Input for this task START

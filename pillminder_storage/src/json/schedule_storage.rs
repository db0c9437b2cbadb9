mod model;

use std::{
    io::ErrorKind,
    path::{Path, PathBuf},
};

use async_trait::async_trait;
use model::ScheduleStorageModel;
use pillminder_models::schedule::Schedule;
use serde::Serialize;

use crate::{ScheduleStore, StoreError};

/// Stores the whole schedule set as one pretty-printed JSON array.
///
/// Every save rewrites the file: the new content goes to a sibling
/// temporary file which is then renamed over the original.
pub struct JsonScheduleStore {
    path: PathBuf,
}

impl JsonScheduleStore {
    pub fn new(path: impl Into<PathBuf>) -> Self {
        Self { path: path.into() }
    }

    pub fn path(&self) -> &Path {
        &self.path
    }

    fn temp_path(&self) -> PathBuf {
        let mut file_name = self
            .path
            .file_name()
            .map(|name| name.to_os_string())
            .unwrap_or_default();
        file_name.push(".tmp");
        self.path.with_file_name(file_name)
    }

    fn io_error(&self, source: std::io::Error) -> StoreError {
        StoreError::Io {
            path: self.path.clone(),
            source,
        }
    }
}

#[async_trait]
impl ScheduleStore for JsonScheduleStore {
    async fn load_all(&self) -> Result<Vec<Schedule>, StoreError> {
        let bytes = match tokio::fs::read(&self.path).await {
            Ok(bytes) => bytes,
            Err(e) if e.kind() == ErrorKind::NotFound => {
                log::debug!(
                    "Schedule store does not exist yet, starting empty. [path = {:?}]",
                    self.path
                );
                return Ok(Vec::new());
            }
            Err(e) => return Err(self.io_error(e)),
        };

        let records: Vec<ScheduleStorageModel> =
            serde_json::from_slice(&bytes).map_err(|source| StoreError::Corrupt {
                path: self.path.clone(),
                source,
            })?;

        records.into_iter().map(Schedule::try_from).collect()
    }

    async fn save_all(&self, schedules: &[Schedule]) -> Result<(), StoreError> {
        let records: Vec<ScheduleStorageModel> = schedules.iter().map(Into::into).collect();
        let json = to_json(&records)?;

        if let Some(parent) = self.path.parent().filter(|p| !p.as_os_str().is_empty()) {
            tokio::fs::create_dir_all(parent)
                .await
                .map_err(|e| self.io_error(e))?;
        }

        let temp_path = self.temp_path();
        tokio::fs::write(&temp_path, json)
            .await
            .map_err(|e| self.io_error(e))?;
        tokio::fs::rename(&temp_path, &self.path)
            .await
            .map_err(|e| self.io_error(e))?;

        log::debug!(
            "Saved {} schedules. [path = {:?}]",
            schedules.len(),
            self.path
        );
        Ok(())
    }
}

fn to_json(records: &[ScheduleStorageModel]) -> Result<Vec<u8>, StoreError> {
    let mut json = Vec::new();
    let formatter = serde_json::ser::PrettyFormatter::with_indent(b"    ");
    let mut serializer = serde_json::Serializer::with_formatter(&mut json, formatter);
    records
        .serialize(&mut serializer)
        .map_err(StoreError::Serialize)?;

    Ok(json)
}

Input for this task END

## What is expected:
Whenever the string "Result" shows up in a line of the records, that line counts; state how many lines count, and only that.

## Solution to the problem:
3